### Source records
== == ==

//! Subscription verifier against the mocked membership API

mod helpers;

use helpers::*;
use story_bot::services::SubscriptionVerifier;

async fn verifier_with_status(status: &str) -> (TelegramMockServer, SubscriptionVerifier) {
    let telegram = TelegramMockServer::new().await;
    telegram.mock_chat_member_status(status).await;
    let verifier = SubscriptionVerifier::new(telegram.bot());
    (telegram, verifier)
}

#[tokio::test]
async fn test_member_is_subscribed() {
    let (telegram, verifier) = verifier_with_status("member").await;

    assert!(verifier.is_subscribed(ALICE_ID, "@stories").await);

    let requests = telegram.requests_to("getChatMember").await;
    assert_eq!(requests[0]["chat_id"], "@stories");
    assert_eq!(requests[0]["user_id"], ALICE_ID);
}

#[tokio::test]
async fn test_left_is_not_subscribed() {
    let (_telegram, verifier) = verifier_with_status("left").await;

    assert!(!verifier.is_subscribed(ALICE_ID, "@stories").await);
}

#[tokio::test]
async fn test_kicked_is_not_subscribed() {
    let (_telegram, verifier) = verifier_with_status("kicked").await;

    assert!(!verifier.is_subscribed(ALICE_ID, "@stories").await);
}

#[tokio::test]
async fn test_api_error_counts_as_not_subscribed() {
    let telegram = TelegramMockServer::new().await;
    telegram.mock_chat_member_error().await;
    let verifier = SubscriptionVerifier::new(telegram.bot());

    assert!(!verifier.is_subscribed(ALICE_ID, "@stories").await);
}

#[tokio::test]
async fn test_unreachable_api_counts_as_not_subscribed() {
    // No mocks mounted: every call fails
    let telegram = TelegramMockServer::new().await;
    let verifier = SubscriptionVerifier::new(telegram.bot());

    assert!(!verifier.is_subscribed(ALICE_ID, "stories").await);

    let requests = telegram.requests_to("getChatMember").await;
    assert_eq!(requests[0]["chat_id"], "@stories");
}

== == ==

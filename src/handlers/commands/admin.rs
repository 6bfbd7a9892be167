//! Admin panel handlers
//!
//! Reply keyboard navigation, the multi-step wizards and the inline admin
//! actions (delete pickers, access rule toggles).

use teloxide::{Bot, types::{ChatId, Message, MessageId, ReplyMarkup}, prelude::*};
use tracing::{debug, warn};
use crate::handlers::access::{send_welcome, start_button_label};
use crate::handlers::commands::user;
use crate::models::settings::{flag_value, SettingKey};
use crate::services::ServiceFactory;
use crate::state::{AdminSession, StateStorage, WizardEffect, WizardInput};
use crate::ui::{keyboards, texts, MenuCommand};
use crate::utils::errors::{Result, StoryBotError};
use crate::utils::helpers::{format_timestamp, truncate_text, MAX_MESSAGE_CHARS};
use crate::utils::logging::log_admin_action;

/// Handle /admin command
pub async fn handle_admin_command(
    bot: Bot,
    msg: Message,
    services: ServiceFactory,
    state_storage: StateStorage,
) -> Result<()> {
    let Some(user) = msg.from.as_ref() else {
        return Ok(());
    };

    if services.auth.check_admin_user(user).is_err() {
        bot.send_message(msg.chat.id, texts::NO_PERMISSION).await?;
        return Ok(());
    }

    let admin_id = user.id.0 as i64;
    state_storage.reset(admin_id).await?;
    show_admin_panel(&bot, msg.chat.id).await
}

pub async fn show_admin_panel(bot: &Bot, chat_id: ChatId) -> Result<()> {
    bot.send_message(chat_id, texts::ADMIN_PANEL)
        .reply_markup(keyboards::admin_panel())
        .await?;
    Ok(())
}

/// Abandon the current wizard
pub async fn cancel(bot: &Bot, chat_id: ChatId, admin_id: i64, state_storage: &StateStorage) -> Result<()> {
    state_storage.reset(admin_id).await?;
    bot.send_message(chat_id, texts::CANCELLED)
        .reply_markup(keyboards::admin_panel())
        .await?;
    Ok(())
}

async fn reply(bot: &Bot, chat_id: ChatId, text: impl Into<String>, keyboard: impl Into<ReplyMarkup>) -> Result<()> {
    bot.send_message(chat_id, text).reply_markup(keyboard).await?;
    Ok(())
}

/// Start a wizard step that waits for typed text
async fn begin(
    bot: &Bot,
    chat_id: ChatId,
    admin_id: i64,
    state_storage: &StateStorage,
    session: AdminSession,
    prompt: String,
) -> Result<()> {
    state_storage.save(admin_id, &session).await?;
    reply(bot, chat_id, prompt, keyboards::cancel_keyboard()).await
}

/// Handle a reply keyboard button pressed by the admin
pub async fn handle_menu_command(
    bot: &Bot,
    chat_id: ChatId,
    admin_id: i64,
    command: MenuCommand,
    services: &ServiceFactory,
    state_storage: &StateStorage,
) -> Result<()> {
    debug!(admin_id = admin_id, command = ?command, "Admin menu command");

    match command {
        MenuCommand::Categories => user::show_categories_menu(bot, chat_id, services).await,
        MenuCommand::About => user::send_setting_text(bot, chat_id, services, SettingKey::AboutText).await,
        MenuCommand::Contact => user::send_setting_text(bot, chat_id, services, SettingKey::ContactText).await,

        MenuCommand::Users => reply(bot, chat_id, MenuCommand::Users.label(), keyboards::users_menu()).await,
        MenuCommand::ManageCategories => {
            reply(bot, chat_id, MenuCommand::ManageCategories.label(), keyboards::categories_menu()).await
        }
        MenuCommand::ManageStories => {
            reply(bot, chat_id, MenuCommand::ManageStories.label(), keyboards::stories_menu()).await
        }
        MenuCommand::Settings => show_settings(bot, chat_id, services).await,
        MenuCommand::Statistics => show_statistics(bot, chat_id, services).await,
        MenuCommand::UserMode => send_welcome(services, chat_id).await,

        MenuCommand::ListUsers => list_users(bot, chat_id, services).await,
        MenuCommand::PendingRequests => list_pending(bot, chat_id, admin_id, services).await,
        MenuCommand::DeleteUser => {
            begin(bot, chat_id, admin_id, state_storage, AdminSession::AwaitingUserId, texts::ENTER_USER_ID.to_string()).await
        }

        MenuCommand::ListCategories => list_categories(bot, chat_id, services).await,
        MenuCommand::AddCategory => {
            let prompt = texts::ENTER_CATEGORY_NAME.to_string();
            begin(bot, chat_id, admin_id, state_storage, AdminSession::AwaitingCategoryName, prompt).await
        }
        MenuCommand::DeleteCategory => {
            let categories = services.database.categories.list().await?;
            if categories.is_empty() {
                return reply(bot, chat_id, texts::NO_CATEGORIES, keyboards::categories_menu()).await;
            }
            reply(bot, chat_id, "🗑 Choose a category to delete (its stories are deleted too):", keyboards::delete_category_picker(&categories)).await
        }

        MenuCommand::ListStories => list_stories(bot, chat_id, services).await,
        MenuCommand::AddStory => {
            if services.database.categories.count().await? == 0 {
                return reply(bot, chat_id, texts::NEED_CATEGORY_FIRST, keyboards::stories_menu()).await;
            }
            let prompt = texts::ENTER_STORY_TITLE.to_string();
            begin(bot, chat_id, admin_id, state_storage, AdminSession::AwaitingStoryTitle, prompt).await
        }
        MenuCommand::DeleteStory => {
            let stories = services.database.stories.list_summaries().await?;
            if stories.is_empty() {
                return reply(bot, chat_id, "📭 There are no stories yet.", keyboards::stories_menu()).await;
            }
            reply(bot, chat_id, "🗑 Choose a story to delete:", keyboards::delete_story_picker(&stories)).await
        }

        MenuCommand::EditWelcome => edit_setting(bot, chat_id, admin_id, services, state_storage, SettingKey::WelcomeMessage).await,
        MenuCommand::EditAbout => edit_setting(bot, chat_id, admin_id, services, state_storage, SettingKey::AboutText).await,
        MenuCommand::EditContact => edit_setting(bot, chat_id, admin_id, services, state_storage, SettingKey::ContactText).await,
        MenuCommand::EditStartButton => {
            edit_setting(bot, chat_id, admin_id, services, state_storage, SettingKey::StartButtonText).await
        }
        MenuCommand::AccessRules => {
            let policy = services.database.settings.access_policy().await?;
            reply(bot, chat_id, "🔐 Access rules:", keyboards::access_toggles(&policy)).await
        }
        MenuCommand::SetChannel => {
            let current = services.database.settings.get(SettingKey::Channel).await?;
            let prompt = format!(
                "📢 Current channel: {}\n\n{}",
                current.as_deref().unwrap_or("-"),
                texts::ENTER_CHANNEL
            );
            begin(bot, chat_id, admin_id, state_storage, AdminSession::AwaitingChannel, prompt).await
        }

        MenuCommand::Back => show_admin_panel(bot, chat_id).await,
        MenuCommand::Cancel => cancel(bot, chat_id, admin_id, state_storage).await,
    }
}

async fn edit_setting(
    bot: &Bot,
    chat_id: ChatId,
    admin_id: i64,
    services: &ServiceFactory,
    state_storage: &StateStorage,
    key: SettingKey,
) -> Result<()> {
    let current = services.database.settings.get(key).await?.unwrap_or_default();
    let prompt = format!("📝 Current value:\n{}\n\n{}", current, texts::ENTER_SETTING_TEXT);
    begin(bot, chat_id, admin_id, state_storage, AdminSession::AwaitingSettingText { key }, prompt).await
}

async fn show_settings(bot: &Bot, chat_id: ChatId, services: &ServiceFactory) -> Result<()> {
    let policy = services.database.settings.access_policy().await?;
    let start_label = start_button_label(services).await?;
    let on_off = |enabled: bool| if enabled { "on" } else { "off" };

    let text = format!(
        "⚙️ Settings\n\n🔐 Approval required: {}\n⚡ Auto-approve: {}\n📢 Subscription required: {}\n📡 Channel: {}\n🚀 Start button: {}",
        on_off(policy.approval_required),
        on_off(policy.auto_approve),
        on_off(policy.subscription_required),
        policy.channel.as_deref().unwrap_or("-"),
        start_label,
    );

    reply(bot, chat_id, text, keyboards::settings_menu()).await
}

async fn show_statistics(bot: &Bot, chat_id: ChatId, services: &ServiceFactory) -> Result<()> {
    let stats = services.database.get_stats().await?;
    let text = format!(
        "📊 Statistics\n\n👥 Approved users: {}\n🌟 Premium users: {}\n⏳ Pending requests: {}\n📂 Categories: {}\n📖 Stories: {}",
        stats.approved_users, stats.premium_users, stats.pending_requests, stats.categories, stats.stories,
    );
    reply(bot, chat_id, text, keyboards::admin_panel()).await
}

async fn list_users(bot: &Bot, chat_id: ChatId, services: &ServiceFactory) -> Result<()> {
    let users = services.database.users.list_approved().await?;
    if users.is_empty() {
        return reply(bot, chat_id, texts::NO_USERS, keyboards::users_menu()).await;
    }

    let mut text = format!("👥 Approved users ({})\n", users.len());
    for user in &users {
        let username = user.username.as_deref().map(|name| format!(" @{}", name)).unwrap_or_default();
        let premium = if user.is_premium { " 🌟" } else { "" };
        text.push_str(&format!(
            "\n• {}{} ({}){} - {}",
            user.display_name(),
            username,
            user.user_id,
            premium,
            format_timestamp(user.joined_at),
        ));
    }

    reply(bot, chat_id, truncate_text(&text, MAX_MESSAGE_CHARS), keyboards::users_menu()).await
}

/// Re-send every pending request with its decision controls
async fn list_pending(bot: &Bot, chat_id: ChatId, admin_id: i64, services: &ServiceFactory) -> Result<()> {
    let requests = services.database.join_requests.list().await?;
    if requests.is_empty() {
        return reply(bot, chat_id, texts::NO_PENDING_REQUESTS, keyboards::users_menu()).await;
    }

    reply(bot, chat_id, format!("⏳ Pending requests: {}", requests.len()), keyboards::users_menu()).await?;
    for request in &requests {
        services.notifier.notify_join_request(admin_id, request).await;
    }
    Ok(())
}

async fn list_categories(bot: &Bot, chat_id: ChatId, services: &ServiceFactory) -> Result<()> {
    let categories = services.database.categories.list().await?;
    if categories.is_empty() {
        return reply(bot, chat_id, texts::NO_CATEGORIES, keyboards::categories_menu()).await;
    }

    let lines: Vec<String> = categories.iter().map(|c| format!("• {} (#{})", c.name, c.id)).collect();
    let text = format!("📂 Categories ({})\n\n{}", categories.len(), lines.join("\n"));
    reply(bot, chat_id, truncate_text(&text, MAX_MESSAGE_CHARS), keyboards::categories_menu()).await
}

== == ==

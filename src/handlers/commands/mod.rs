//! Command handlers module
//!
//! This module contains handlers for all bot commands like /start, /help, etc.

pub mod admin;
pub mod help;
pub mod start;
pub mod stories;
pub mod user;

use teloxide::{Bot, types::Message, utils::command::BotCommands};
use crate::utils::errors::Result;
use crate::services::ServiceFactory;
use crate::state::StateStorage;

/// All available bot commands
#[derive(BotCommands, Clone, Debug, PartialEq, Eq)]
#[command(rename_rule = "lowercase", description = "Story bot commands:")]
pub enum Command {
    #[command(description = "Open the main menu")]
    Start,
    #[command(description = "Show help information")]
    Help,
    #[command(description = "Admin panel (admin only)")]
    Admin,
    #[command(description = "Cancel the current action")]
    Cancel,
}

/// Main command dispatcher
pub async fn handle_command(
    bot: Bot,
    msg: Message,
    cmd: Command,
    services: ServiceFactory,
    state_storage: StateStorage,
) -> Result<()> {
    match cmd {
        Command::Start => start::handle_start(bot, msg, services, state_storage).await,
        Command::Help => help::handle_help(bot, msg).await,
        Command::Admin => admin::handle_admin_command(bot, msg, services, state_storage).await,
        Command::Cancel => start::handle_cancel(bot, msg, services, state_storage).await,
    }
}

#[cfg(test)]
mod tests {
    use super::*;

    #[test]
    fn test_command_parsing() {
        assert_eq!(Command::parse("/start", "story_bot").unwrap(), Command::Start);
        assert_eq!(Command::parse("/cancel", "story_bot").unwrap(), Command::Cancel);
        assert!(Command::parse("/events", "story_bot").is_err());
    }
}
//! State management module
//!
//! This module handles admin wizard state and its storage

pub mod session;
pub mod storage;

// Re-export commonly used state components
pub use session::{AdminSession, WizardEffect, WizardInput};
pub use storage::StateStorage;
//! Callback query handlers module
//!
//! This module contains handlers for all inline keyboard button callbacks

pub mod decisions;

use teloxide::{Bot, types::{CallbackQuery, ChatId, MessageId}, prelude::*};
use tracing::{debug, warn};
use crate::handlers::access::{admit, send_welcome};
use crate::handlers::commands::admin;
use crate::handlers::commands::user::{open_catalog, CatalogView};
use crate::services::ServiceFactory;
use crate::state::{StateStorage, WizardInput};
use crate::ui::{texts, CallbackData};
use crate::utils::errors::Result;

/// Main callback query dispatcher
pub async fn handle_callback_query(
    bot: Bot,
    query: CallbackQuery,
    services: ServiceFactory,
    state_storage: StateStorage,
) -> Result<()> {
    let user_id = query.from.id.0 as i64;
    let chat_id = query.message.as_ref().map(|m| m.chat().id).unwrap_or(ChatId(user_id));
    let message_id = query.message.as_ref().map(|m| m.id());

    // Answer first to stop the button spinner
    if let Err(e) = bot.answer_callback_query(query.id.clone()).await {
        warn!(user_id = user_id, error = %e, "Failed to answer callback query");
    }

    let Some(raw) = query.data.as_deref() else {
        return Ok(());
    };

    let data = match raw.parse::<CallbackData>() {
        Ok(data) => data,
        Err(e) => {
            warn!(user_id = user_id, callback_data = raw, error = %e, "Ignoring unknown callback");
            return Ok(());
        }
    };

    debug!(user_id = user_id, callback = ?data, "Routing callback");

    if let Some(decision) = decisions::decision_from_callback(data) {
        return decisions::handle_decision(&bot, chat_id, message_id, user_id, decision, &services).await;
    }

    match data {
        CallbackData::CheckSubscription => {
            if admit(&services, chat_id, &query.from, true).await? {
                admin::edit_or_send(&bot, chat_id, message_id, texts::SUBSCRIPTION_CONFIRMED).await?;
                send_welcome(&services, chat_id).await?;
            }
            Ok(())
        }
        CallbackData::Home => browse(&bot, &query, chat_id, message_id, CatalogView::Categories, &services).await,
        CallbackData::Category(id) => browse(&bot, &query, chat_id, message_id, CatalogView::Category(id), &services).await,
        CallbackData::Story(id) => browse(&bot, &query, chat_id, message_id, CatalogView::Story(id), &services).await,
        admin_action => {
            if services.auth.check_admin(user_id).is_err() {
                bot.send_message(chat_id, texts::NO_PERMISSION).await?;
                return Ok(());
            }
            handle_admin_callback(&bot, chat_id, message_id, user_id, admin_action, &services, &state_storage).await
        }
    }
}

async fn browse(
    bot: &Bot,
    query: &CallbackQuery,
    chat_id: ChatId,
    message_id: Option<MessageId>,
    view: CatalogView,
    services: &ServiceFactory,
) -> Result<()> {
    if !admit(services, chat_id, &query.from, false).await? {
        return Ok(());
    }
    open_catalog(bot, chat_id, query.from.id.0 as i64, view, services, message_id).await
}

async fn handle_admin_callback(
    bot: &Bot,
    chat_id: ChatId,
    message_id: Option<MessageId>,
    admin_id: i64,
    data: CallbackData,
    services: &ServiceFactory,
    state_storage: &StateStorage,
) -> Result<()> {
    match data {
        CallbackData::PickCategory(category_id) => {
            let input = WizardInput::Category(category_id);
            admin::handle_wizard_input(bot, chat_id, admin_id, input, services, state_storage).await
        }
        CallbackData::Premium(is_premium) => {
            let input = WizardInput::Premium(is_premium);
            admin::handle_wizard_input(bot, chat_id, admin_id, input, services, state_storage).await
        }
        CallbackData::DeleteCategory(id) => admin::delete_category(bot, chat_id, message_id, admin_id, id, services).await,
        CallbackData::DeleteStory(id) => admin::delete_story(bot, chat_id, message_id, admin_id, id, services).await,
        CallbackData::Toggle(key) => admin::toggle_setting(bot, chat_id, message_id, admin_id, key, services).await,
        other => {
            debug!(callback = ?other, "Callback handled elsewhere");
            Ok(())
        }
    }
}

== == ==

In the records, which lines mention the word "ManageStories"? Copy those lines.

### Task solution
        MenuCommand::ManageStories => {
            reply(bot, chat_id, MenuCommand::ManageStories.label(), keyboards::stories_menu()).await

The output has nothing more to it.